Agora, por volta do mesmo horário, ela continua em claro, mas na tentativa de descobrir o motivo do choro da filha de 6 meses. O cotidiano da jovem ganhou novo ritmo. Um bebê de verdade tomou o lugar das bonecas da infância recém-deixada e as noites de diversão em diferentes partes da cidade se transformaram em madrugadas despertas no quarto com a neném.
Aline e o atual namorado, pai da criança, têm a mesma idade. Durante as relações sexuais, os dois recorriam ao preservativo. Entretanto, em uma ocasião, a camisinha estava com um furo e o casal não percebeu. O incidente resultou em uma gestação.
“Quando engravidei, tínhamos um ano e meio de relacionamento. Não usávamos nenhum outro método. Meus pais conversavam comigo e sempre tivemos uma relação aberta para falar sobre o assunto. Acabei engravidando por um descuido”
Diz.
Para se dedicar aos cuidados com a filha, a adolescente interrompeu os estudos. O companheiro, no entanto, continua na escola. Fora as dificuldades da maternidade, Aline precisou encarar o preconceito dos amigos.
“Muitas pessoas não ficaram do meu lado, viraram as costas. Foi um choque. Fiquei muito triste, pois não imaginava isso, mas tudo é um aprendizado.”
Com a ajuda da própria família e dos parentes do namorado, Aline conseguiu arcar com as despesas da criança e, agora, vê a rotina de outro modo.
“Praticamente tudo ficou diferente, mas o que mais mudou foi o cotidiano e a responsabilidade. Comecei a enxergar o mundo com outros olhos”
Avalia.
A história de Aline é semelhante à de outras adolescentes que tiveram filhos em 2018 no Distrito Federal. De acordo com dados da Secretaria de Saúde, das 35.647 crianças nascidas de Janeiro a Novembro, 4.200 (11,78%) são filhas de mães de 10 a 19 anos, ou seja, a cada dia, o DF registrou o nascimento de 12 bebês de crianças e adolescentes.
No Brasil, o levantamento mais recente do Ministério da Saúde é de 2017, a taxa de mães nessa faixa etária corresponde a 16,4% dos 2.900.000 de nascidos vivos no ano passado.
Para Denise Campos, especialista em saúde de adolescentes (hebiatria), a importância da comunicação com os mais jovens é crucial.

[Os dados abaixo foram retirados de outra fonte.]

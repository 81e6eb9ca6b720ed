use embedded_hal::delay::DelayNs;
use heapless::String;

use crate::config::{Config, Throttle};
use crate::error::DhtError;
use crate::frame::{self, Measurement, RawFrame};
use crate::logging::{error, info, warn};
use crate::protocol::{DataLine, Transceiver};
use crate::rate::RateLimiter;

/// Longest sensor name kept, in bytes.
pub const MAX_NAME_LEN: usize = 31;

/// Driver for the DHT22 temperature and humidity sensor.
///
/// The handle owns its data pin, so no other handle can drive the same line while it
/// is alive. Dropping it, or calling [`release`](Self::release), ends its lifetime.
pub struct Dht22<PIN, DELAY> {
    pin_id: u8,
    name: String<MAX_NAME_LEN>,
    pin: PIN,
    delay: DELAY,
    config: Config,
    limiter: RateLimiter,
    stats: ReadStats,
}

/// Outcome counters of a handle's reads.
#[cfg_attr(feature = "defmt", derive(defmt::Format))]
#[derive(Clone, Copy, Debug, Default, PartialEq, Eq)]
pub struct ReadStats {
    /// Reads that produced a valid frame.
    pub successes: u32,
    /// Reads that reached the sensor but failed on timing, pin or checksum errors.
    pub failures: u32,
    /// Reads rejected by the rate limiter before touching the line.
    pub throttled: u32,
}

impl<PIN, DELAY, E> Dht22<PIN, DELAY>
where
    PIN: DataLine<Error = E>,
    DELAY: DelayNs,
{
    /// Creates a handle with the default [`Config`].
    ///
    /// # Arguments
    ///
    /// * `pin_id` - GPIO number of the data line, checked against [`Config::max_pin`].
    /// * `name` - Display name used in log messages. Cut at the first NUL; names
    ///   longer than [`MAX_NAME_LEN`] bytes are truncated with a warning.
    /// * `pin` - The GPIO pin connected to the DHT22 data line.
    /// * `delay` - A delay provider implementing the `DelayNs` trait.
    /// * `now_ms` - Current time; the first read is allowed one read interval later.
    pub fn new(
        pin_id: u8,
        name: &str,
        pin: PIN,
        delay: DELAY,
        now_ms: u64,
    ) -> Result<Self, DhtError<E>> {
        Self::with_config(pin_id, name, pin, delay, Config::default(), now_ms)
    }

    /// Creates a handle with an explicit [`Config`].
    ///
    /// # Errors
    ///
    /// * `DhtError::InvalidInput` for an out-of-range pin id or an empty name.
    /// * `DhtError::PinMode` if the pull-up cannot be enabled.
    ///
    /// The pin and delay are dropped on error. To keep them for a retry, pass
    /// `&mut` references; both traits are implemented for them.
    pub fn with_config(
        pin_id: u8,
        name: &str,
        mut pin: PIN,
        delay: DELAY,
        config: Config,
        now_ms: u64,
    ) -> Result<Self, DhtError<E>> {
        if pin_id > config.max_pin {
            error!("pin '{}' is not valid", pin_id);
            return Err(DhtError::InvalidInput);
        }

        let Some(name) = clip_name(name) else {
            error!("'name' invalid, cannot be empty");
            return Err(DhtError::InvalidInput);
        };

        if let Err(e) = pin.enable_pull_up() {
            error!("failed to set pin '{}' to pull-up", pin_id);
            return Err(DhtError::PinMode(e));
        }

        info!("sensor '{}' initialized on pin {}", name.as_str(), pin_id);

        Ok(Dht22 {
            pin_id,
            name,
            pin,
            delay,
            config,
            limiter: RateLimiter::new(config.min_read_interval_ms, config.throttle, now_ms),
            stats: ReadStats::default(),
        })
    }

    /// Reads a temperature and humidity measurement from the DHT22 sensor.
    ///
    /// This method performs the complete DHT22 communication sequence:
    /// checking the read interval, sending the start signal, waiting for the
    /// sensor's response, timing all 40 bits, validating the checksum and
    /// converting the result.
    ///
    /// # Returns
    ///
    /// * `Ok(Measurement)` if the read is successful and the checksum is valid.
    /// * `Err(DhtError)` if the read came too early, a communication error occurred
    ///   or the checksum did not match. The handle stays usable in every case.
    pub fn read(&mut self, now_ms: u64) -> Result<Measurement, DhtError<E>> {
        let threshold = self.config.bit_threshold;
        let result = self.acquire(now_ms).and_then(|raw| {
            frame::decode(&raw, threshold).map_err(|_| DhtError::InvalidChecksum)
        });
        self.account(now_ms, result.as_ref().err());
        result
    }

    /// Like [`read`](Self::read) but stops after acquisition and returns the raw
    /// pulse counters, for calibrating [`Config::bit_threshold`].
    ///
    /// A frame whose checksum does not match under the configured threshold is still
    /// returned, but counts as a failed read in [`stats`](Self::stats) and does not
    /// advance a [`Throttle::PerSuccess`] limiter.
    pub fn read_raw(&mut self, now_ms: u64) -> Result<RawFrame, DhtError<E>> {
        let threshold = self.config.bit_threshold;
        let result = self.acquire(now_ms);
        let checksum_error = DhtError::InvalidChecksum;
        let error = match &result {
            Ok(raw) if raw.fields(threshold).is_valid() => None,
            Ok(_) => Some(&checksum_error),
            Err(e) => Some(e),
        };
        self.account(now_ms, error);
        result
    }

    /// Consumes the handle and hands back the pin and delay.
    pub fn release(self) -> (PIN, DELAY) {
        info!("sensor '{}' released", self.name.as_str());
        (self.pin, self.delay)
    }

    fn acquire(&mut self, now_ms: u64) -> Result<RawFrame, DhtError<E>> {
        self.limiter
            .gate(now_ms)
            .map_err(|_| DhtError::TooFrequent)?;

        let frame = Transceiver::new(&mut self.pin, &mut self.delay).read_frame()?;
        frame.dump();
        Ok(frame)
    }

    fn account(&mut self, now_ms: u64, error: Option<&DhtError<E>>) {
        match error {
            None => {
                self.stats.successes = self.stats.successes.wrapping_add(1);
                if self.config.throttle == Throttle::PerSuccess {
                    self.limiter.record(now_ms);
                }
            }
            Some(DhtError::TooFrequent) => {
                self.stats.throttled = self.stats.throttled.wrapping_add(1);
            }
            Some(e) => {
                self.stats.failures = self.stats.failures.wrapping_add(1);
                warn!("sensor '{}' read failed: {}", self.name.as_str(), e.kind());
            }
        }
    }
}

impl<PIN, DELAY> Dht22<PIN, DELAY> {
    pub fn pin_id(&self) -> u8 {
        self.pin_id
    }

    pub fn name(&self) -> &str {
        &self.name
    }

    pub fn config(&self) -> &Config {
        &self.config
    }

    pub fn stats(&self) -> ReadStats {
        self.stats
    }

    /// Timestamp the rate limiter measures the next read against.
    pub fn last_read_ms(&self) -> u64 {
        self.limiter.last_ms()
    }
}

/// Cuts `name` at the first NUL and to [`MAX_NAME_LEN`] bytes on a char boundary.
///
/// Returns `None` if nothing is left.
fn clip_name(name: &str) -> Option<String<MAX_NAME_LEN>> {
    let name = name.split('\0').next().unwrap_or_default();
    if name.is_empty() {
        return None;
    }

    let mut clipped = String::new();
    for c in name.chars() {
        if clipped.push(c).is_err() {
            warn!(
                "'name' longer than {} bytes, clipping to '{}'",
                MAX_NAME_LEN,
                clipped.as_str()
            );
            break;
        }
    }
    Some(clipped)
}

A médica afirma que os pais devem se colocar à disposição dos filhos para tratar de temas como a sexualidade.
“Na internet, há informações corretas, mas muitas erradas também. Eles (adolescentes) podem achar que o que encontram lá é natural ou comum, e não é”
Destaca.
Orientação
A hebiatra ressalta que a puberdade é um momento em que os jovens lidam com problemas de autoestima devido às mudanças corporais.
“Temos de estar próximos para tirar dúvidas e oferecer afeto e diálogo.”
Aos adolescentes, ela lembra que todos os métodos contraceptivos estão indicados e que as consultas nas Unidades Básicas de Saúde - UBS não precisam ser acompanhadas.
“Eles podem ir sozinhos. Estão respaldados pela lei. Às vezes, há um medo de não ser atendido, mas, mesmo sem estar com um responsável, eles devem ser atendidos”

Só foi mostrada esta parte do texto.